My firm is regularly asked to render legal opinions on issues related to patents. There are several different types of patent opinions:
A patentability opinion is typically requested when a client wants to learn the likelihood of obtaining a patent on a new device, method, composition, etc. It is usually prepared before a decision is made to proceed with a patent application. A patentability opinion is based on a search for prior art.
A right-to-use opinion is usually requested when a client wants to know whether that client’s new product or process infringes any active patents. In other words, the client wants to know whether its new product or process will potentially expose the client to a lawsuit for patent infringement. This opinion may help the client decide whether or not to move forward with the new product or process. A right-to-use opinion is based on a search for active patents.

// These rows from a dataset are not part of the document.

#![cfg_attr(feature = "fail-on-warnings", deny(warnings))]
#![warn(clippy::all, clippy::pedantic, clippy::nursery, clippy::cargo)]
#![allow(clippy::multiple_crate_versions, clippy::cargo_common_metadata)]

//! Dataset definition types for the collision data service.
//!
//! A [`SourceDefinition`] says which remote backend holds the collision
//! table and what its columns are called. It is loaded once at process
//! start (embedded TOML plus environment overrides) and then passed by
//! reference into every component that needs it.

use serde::{Deserialize, Serialize};
use strum_macros::{AsRefStr, Display};

/// Default per-request timeout for the remote service, in seconds.
pub const DEFAULT_TIMEOUT_SECS: u64 = 30;

/// A complete dataset definition.
#[derive(Debug, Clone, PartialEq, Eq, Serialize, Deserialize)]
pub struct SourceDefinition {
    /// Unique identifier (e.g., `"ca_ccrs"`).
    pub id: String,
    /// Human-readable name.
    pub name: String,
    /// Where and how to query the data.
    pub backend: BackendConfig,
    /// Column names used by this dataset.
    #[serde(default)]
    pub fields: FieldMapping,
    /// Per-request timeout for the remote service.
    #[serde(default = "default_timeout_secs")]
    pub timeout_secs: u64,
}

const fn default_timeout_secs() -> u64 {
    DEFAULT_TIMEOUT_SECS
}

/// Remote service hosting the collision table.
#[derive(Debug, Clone, PartialEq, Eq, Serialize, Deserialize, Display, AsRefStr)]
#[serde(tag = "type", rename_all = "snake_case")]
#[strum(serialize_all = "snake_case")]
pub enum BackendConfig {
    /// CKAN `datastore_search_sql` endpoint (PostgreSQL dialect).
    Ckan {
        /// SQL endpoint URL.
        api_url: String,
        /// Datastore resource ID used as the table name. Must be supplied
        /// before any query runs.
        #[serde(default)]
        resource_id: String,
    },
    /// Socrata SODA endpoint (`SoQL`).
    Socrata {
        /// Portal domain (e.g., `"data.chhs.ca.gov"`).
        domain: String,
        /// Four-by-four dataset identifier.
        #[serde(default)]
        dataset_id: String,
        /// Optional application token sent as `X-App-Token`.
        #[serde(default)]
        app_token: Option<String>,
        /// Whether the dataset exposes a point `location` column usable with
        /// `within_box`.
        #[serde(default = "default_true")]
        has_location: bool,
    },
}

const fn default_true() -> bool {
    true
}

/// Maps logical collision properties to dataset column names.
#[derive(Debug, Clone, PartialEq, Eq, Serialize, Deserialize)]
#[serde(default)]
pub struct FieldMapping {
    /// Latitude column.
    pub latitude: String,
    /// Longitude column.
    pub longitude: String,
    /// Collision timestamp column.
    pub date: String,
    /// County name column.
    pub county: String,
    /// Severity column.
    pub severity: String,
    /// Fatality count column.
    pub killed: String,
    /// Nested point column (`{"coordinates": [lon, lat]}` or
    /// `{"latitude": .., "longitude": ..}`).
    pub location: String,
    /// Alternate names seen across dataset variants.
    pub fallbacks: FieldFallbacks,
}

impl Default for FieldMapping {
    fn default() -> Self {
        Self {
            latitude: "latitude".to_string(),
            longitude: "longitude".to_string(),
            date: "collision_date".to_string(),
            county: "county".to_string(),
            severity: "severity".to_string(),
            killed: "NumberKilled".to_string(),
            location: "location".to_string(),
            fallbacks: FieldFallbacks::default(),
        }
    }
}

/// Alternate column names tried after the canonical alias and the
/// configured column.
#[derive(Debug, Clone, PartialEq, Eq, Serialize, Deserialize)]
#[serde(default)]
pub struct FieldFallbacks {
    /// Alternates for the collision date.
    pub date: Vec<String>,
    /// Alternates for the county name.
    pub county: Vec<String>,
    /// Alternates for the severity.
    pub severity: Vec<String>,
}

impl Default for FieldFallbacks {
    fn default() -> Self {
        Self {
            date: vec!["crash_date".to_string()],
            county: vec!["county_name".to_string()],
            severity: Vec::new(),
        }
    }
}

/// Canonical aliases the row-fetch query projects columns onto.
pub mod alias {
    /// Latitude alias.
    pub const LATITUDE: &str = "latitude";
    /// Longitude alias.
    pub const LONGITUDE: &str = "longitude";
    /// Collision date alias.
    pub const DATE: &str = "collision_date";
    /// Severity alias.
    pub const SEVERITY: &str = "severity";
    /// County alias.
    pub const COUNTY: &str = "county";
    /// Fatality count alias.
    pub const KILLED: &str = "killed";
}

/// An ordered list of candidate field names for one logical property.
#[derive(Debug, Clone, PartialEq, Eq)]
pub struct FieldChain(Vec<String>);

impl FieldChain {
    /// Builds a chain, dropping empty and repeated names while keeping the
    /// first occurrence's position.
    #[must_use]
    pub fn new<I, S>(names: I) -> Self
    where
        I: IntoIterator<Item = S>,
        S: Into<String>,
    {
        let mut chain: Vec<String> = Vec::new();
        for name in names {
            let name = name.into();
            if !name.is_empty() && !chain.contains(&name) {
                chain.push(name);
            }
        }
        Self(chain)
    }

    /// Candidate names in priority order.
    #[must_use]
    pub fn names(&self) -> &[String] {
        &self.0
    }

    /// The first present, non-null value.
    #[must_use]
    pub fn first_in<'a>(
        &self,
        record: &'a serde_json::Map<String, serde_json::Value>,
    ) -> Option<&'a serde_json::Value> {
        self.0
            .iter()
            .filter_map(|name| record.get(name))
            .find(|value| !value.is_null())
    }
}

impl FieldMapping {
    /// Severity lookup order.
    #[must_use]
    pub fn severity_chain(&self) -> FieldChain {
        FieldChain::new(
            [alias::SEVERITY, self.severity.as_str()]
                .into_iter()
                .chain(self.fallbacks.severity.iter().map(String::as_str)),
        )
    }

    /// Collision date lookup order.
    #[must_use]
    pub fn date_chain(&self) -> FieldChain {
        FieldChain::new(
            [alias::DATE, self.date.as_str()]
                .into_iter()
                .chain(self.fallbacks.date.iter().map(String::as_str)),
        )
    }

    /// County lookup order.
    #[must_use]
    pub fn county_chain(&self) -> FieldChain {
        FieldChain::new(
            [alias::COUNTY, self.county.as_str()]
                .into_iter()
                .chain(self.fallbacks.county.iter().map(String::as_str)),
        )
    }

    /// Flat latitude lookup order.
    #[must_use]
    pub fn latitude_chain(&self) -> FieldChain {
        FieldChain::new([alias::LATITUDE, self.latitude.as_str()])
    }

    /// Flat longitude lookup order.
    #[must_use]
    pub fn longitude_chain(&self) -> FieldChain {
        FieldChain::new([alias::LONGITUDE, self.longitude.as_str()])
    }
}

impl SourceDefinition {
    /// Applies overrides from a key lookup (normally the process
    /// environment). Empty values are ignored.
    ///
    /// Recognized keys: `CKAN_SQL_API_BASE`, `CKAN_RESOURCE_ID`,
    /// `SOCRATA_DOMAIN`, `SOCRATA_DATASET_ID`, `SOCRATA_APP_TOKEN`, and the
    /// column overrides `CKAN_LAT_FIELD`, `CKAN_LON_FIELD`,
    /// `CKAN_DATE_FIELD`, `CKAN_COUNTY_FIELD`, `CKAN_SEVERITY_FIELD`,
    /// `CKAN_KILLED_FIELD`.
    pub fn apply_overrides<F>(&mut self, lookup: F)
    where
        F: Fn(&str) -> Option<String>,
    {
        let get = |key: &str| lookup(key).filter(|v| !v.trim().is_empty());

        match &mut self.backend {
            BackendConfig::Ckan {
                api_url,
                resource_id,
            } => {
                if let Some(v) = get("CKAN_SQL_API_BASE") {
                    *api_url = v;
                }
                if let Some(v) = get("CKAN_RESOURCE_ID") {
                    *resource_id = v;
                }
            }
            BackendConfig::Socrata {
                domain,
                dataset_id,
                app_token,
                ..
            } => {
                if let Some(v) = get("SOCRATA_DOMAIN") {
                    *domain = v;
                }
                if let Some(v) = get("SOCRATA_DATASET_ID") {
                    *dataset_id = v;
                }
                if let Some(v) = get("SOCRATA_APP_TOKEN") {
                    *app_token = Some(v);
                }
            }
        }

        let fields = &mut self.fields;
        for (key, slot) in [
            ("CKAN_LAT_FIELD", &mut fields.latitude),
            ("CKAN_LON_FIELD", &mut fields.longitude),
            ("CKAN_DATE_FIELD", &mut fields.date),
            ("CKAN_COUNTY_FIELD", &mut fields.county),
            ("CKAN_SEVERITY_FIELD", &mut fields.severity),
            ("CKAN_KILLED_FIELD", &mut fields.killed),
        ] {
            if let Some(v) = get(key) {
                *slot = v;
            }
        }
    }
}

#[cfg(test)]
mod tests {
    use super::*;

    fn ckan_definition() -> SourceDefinition {
        SourceDefinition {
            id: "test".to_string(),
            name: "Test".to_string(),
            backend: BackendConfig::Ckan {
                api_url: "https://example.org/sql".to_string(),
                resource_id: String::new(),
            },
            fields: FieldMapping::default(),
            timeout_secs: DEFAULT_TIMEOUT_SECS,
        }
    }

    #[test]
    fn chain_prefers_alias_then_configured_then_fallbacks() {
        let fields = FieldMapping {
            date: "crash_dt".to_string(),
            ..FieldMapping::default()
        };
        assert_eq!(
            fields.date_chain().names(),
            &["collision_date", "crash_dt", "crash_date"]
        );
    }

    #[test]
    fn chain_dedups_configured_name_equal_to_alias() {
        let fields = FieldMapping::default();
        assert_eq!(fields.county_chain().names(), &["county", "county_name"]);
    }

    #[test]
    fn chain_skips_null_values() {
        let record = serde_json::json!({"county": null, "county_name": "Fresno"});
        let record = record.as_object().unwrap();
        let chain = FieldMapping::default().county_chain();
        assert_eq!(chain.first_in(record), Some(&serde_json::json!("Fresno")));
    }

    #[test]
    fn overrides_apply_to_backend_and_fields() {
        let mut def = ckan_definition();
        def.apply_overrides(|key| match key {
            "CKAN_RESOURCE_ID" => Some("abc-123".to_string()),
            "CKAN_LAT_FIELD" => Some("Latitude".to_string()),
            "CKAN_LON_FIELD" => Some("  ".to_string()),
            _ => None,
        });
        assert_eq!(
            def.backend,
            BackendConfig::Ckan {
                api_url: "https://example.org/sql".to_string(),
                resource_id: "abc-123".to_string(),
            }
        );
        assert_eq!(def.fields.latitude, "Latitude");
        assert_eq!(def.fields.longitude, "longitude");
    }

    #[test]
    fn backend_displays_as_snake_case() {
        assert_eq!(ckan_definition().backend.to_string(), "ckan");
    }
}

A non-infringement opinion is frequently requested when a client wants assurance that it is not infringing a particular patent. The patent may be owned, for example, by the client’s competitor.
An infringement opinion may be requested by a patent holder when the patent holder wants to know if someone else is infringing the patent holder’s patent. This opinion may help the patent holder decide whether to file suit for patent infringement.
A validity opinion is usually requested by a client who is concerned about infringing a particular patent and wants an opinion on the validity and enforceability of that patent. A validity opinion may also be requested by a patent holder that is considering a lawsuit against an infringer. The patent holder may want assurance that its patent is valid and enforceable before taking on the costs of enforcing its patent.